Der deutsche Finanzminister Olaf Scholz brachte sich neulich rentenmäßig ins Spiel, er wollte über die sichere Rente bis 2040 reden. Sonst ein absoluter Klassiker, schien sein Rentending dieses Mal ein krasser Rohrkrepierer. Chemnitz. Ganz schlechtes Timing. Scholz sollte sich ohnehin nicht allzu sehr wundern. Mitten im Arbeitsleben haben die meisten wirklich keine Zeit für Rechenspielchen mit der alten Tante SPD. Wer jetzt arbeitet, ist dazu angehalten, parallel privat vorzusorgen, wobei wir hier von einigen hundert Euro monatlich sprechen, sollte man über die sonst drohende Grundsicherung hinaus sparen wollen. Soweit ich weiß, wird die private Vorsorge aber auf die Grundsicherung angerechnet, weshalb manche lieber pokern und sich sagen, wozu dann überhaupt sparen? Wer Kinder hat, müsste eigentlich auch etwas für die Ausbildung dieser Kinder zurücklegen, eigentlich, aber lassen wir das. Neigungsfach is over, besser Sie studieren ein Mangelfach zur richtigen Zeit und bleiben so lange bei den Eltern wohnen. Unsere Nachbarn haben so ein Söhnchen, das nicht ausziehen will, obschon die Eltern das eine sehr gute Idee fänden. Aber der Sohn ist vernünftig, sind ja so teuer die Mieten.

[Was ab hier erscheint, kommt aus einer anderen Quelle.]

impl StreamHandler {
    /// A handler settling usage against `quota`.
    pub fn new(quota: Arc<dyn QuotaService>) -> Self {
        Self {
            quota,
            events: None,
        }
    }

    /// Attach an event handler.
    pub fn with_events(mut self, events: Arc<dyn EventHandler>) -> Self {
        self.events = Some(events);
        self
    }

    /// Pump one upstream stream to `sink`.
    ///
    /// Loops over four sources: upstream chunks (forwarded as data
    /// frames and token-counted), upstream errors (forwarded as a
    /// sanitized `error` event, then returned), the idle timer, and the
    /// caller's cancellation under a total timeout. The quota finalizer
    /// runs on every exit path.
    pub async fn handle(
        &self,
        cancel: &CancellationToken,
        sink: &dyn SseSink,
        mut chunks: mpsc::Receiver<Value>,
        mut errors: mpsc::Receiver<RelayError>,
        opts: &StreamOptions,
    ) -> Result<StreamResult> {
        let started = Instant::now();
        let mut counter = StreamTokenCounter::new(&opts.model, &opts.prompt);
        let mut chunk_count = 0u64;

        emit(
            &self.events,
            Event::StreamStarted {
                session_id: opts.session_id.clone(),
                model: opts.model.clone(),
            },
        );

        let total_deadline = tokio::time::sleep(opts.total_timeout);
        tokio::pin!(total_deadline);
        let idle = tokio::time::sleep(opts.idle_timeout);
        tokio::pin!(idle);

        let mut errors_open = true;
        let outcome: Result<()> = loop {
            tokio::select! {
                _ = cancel.cancelled() => {
                    break Err(RelayError::Cancelled);
                }
                _ = &mut total_deadline => {
                    break Err(RelayError::Timeout(TimeoutKind::Total));
                }
                _ = &mut idle => {
                    break Err(RelayError::Timeout(TimeoutKind::Idle));
                }
                upstream_error = errors.recv(), if errors_open => {
                    match upstream_error {
                        Some(err) => break Err(err),
                        None => errors_open = false,
                    }
                }
                chunk = chunks.recv() => {
                    match chunk {
                        Some(value) => {
                            if let Some(delta) = extract_delta(&value) {
                                counter.feed(delta);
                            }
                            let frame = SseFrame::data(value.to_string())
                                .with_id(format!("{}-{}", opts.request_id, chunk_count));
                            if let Err(err) = sink.send(frame).await {
                                break Err(err);
                            }
                            chunk_count += 1;
                            idle.as_mut().reset(tokio::time::Instant::now() + opts.idle_timeout);
                        }
                        None => break Ok(()),
                    }
                }
            }
        };

        // Surface stream errors to the client before closing. The
        // finalizer below must run regardless, so sink failures are
        // folded into the outcome instead of returned early.
        let outcome = match outcome {
            Ok(()) => sink.send(SseFrame::done()).await,
            Err(err) => {
                let _ = sink.send(SseFrame::error(&err.public_message())).await;
                Err(err)
            }
        };

        self.finalize(&counter, started, chunk_count, &outcome, opts).await;

        let usage = counter.finalize();
        outcome.map(|()| StreamResult {
            prompt_tokens: usage.prompt_tokens,
            completion_tokens: usage.completion_tokens,
            total_tokens: usage.total_tokens,
            duration: started.elapsed(),
            chunk_count,
        })
    }

    /// Run a stream with retry: `producer` is invoked per attempt and
    /// must return fresh chunk and error channels. Retryable failures
    /// reset the token counter and reuse the same sink; the quota
    /// finalizer inside [`handle`](Self::handle) runs per attempt.
    pub async fn handle_with_retry<F, Fut>(
        &self,
        cancel: &CancellationToken,
        sink: &dyn SseSink,
        opts: &StreamOptions,
        policy: &RetryPolicy,
        mut producer: F,
    ) -> Result<StreamResult>
    where
        F: FnMut(u32) -> Fut,
        Fut: Future<Output = Result<(mpsc::Receiver<Value>, mpsc::Receiver<RelayError>)>>,
    {
        let mut last_error: Option<RelayError> = None;

        for attempt in 0..=policy.max_retries {
            if cancel.is_cancelled() {
                return Err(RelayError::Cancelled);
            }
            if attempt > 0 {
                let delay = policy.delay_for_attempt(attempt - 1);
                emit(
                    &self.events,
                    Event::RetryScheduled {
                        attempt,
                        delay_ms: delay.as_millis() as u64,
                        reason: last_error
                            .as_ref()
                            .map(ToString::to_string)
                            .unwrap_or_default(),
                    },
                );
                tokio::select! {
                    _ = cancel.cancelled() => return Err(RelayError::Cancelled),
                    _ = tokio::time::sleep(delay) => {}
                }
            }

            let (chunks, errors) = match producer(attempt).await {
                Ok(channels) => channels,
                Err(err) => {
                    if attempt < policy.max_retries && policy.is_retryable(&err) {
                        last_error = Some(err);
                        continue;
                    }
                    return Err(err);
                }
            };

            match self.handle(cancel, sink, chunks, errors, opts).await {
                Ok(result) => return Ok(result),
                Err(err) => {
                    if attempt < policy.max_retries && policy.is_retryable(&err) {
                        last_error = Some(err);
                        continue;
                    }
                    return Err(err);
                }
            }
        }

        Err(last_error
            .unwrap_or_else(|| RelayError::Other("stream retry loop exited unexpectedly".into())))
    }

    /// The always-run finalizer: settle the counter against the quota
    /// service and report the stream outcome.
    async fn finalize(
        &self,
        counter: &StreamTokenCounter,
        started: Instant,
        chunk_count: u64,
        outcome: &Result<()>,
        opts: &StreamOptions,
    ) {
        let usage = counter.finalize();
        let success = outcome.is_ok();

        let record = PostConsumeRequest {
            request_id: opts.request_id.clone(),
            user_id: opts.user_id.clone(),
            token_id: opts.token_id.clone(),
            model: opts.model.clone(),
            usage,
            duration: started.elapsed(),
            success,
        };
        if let Err(err) = self.quota.post_consume(&record).await {
            tracing::warn!(request_id = %opts.request_id, error = %err, "quota post-consume failed");
        }

        emit(
            &self.events,
            Event::QuotaReconciled {
                request_id: opts.request_id.clone(),
                total_tokens: usage.total_tokens,
                refunded: !success,
            },
        );
        emit(
            &self.events,
            Event::StreamFinished {
                session_id: opts.session_id.clone(),
                prompt_tokens: usage.prompt_tokens,
                completion_tokens: usage.completion_tokens,
                chunk_count,
                duration_ms: started.elapsed().as_millis() as u64,
                ok: success,
            },
        );
    }
}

Apropos Vorsorge, neulich waren wir bei Freunden zu Besuch, da lag der Spieleklassiker Mastermind im Regal, eins der erfolgreichsten Spiele der 70er Jahre. In der DDR hieß es Super Code. Die Schachtel der Westversion war braun, darauf eine asiatisch aussehende Frau in weißem Cocktailkleid. Sie steht hinter einem Mann im Anzug, der in einem Sessel sitzt. Ein Cover, das heute nicht mehr ginge – aus verschiedenen Gründen. Jedenfalls. Schon wieder melancholisch dachte ich an meine Kindheit. Ich hätte das Spiel gerne heimlich eingesteckt, die Kinder des Freundes sind groß, sie studieren in anderen Städten, Gelegenheiten für eine Runde Mastermind wird es nicht mehr oft geben. Zu Hause ging ich in den nächsten Spieleladen. Das Spiel existiert noch, nur das Design nicht mehr. Der Hersteller hat daraus ein scheußliches Event-Spiel gemacht. „Dann kaufe ich es halt gebraucht“, sage ich der Verkäuferin. Sie: „Es könnte teuer sein.“ Das Original sei ein Rarität. Ich fand noch eins im Internet, nur noch um die sechs Stück kursieren jetzt!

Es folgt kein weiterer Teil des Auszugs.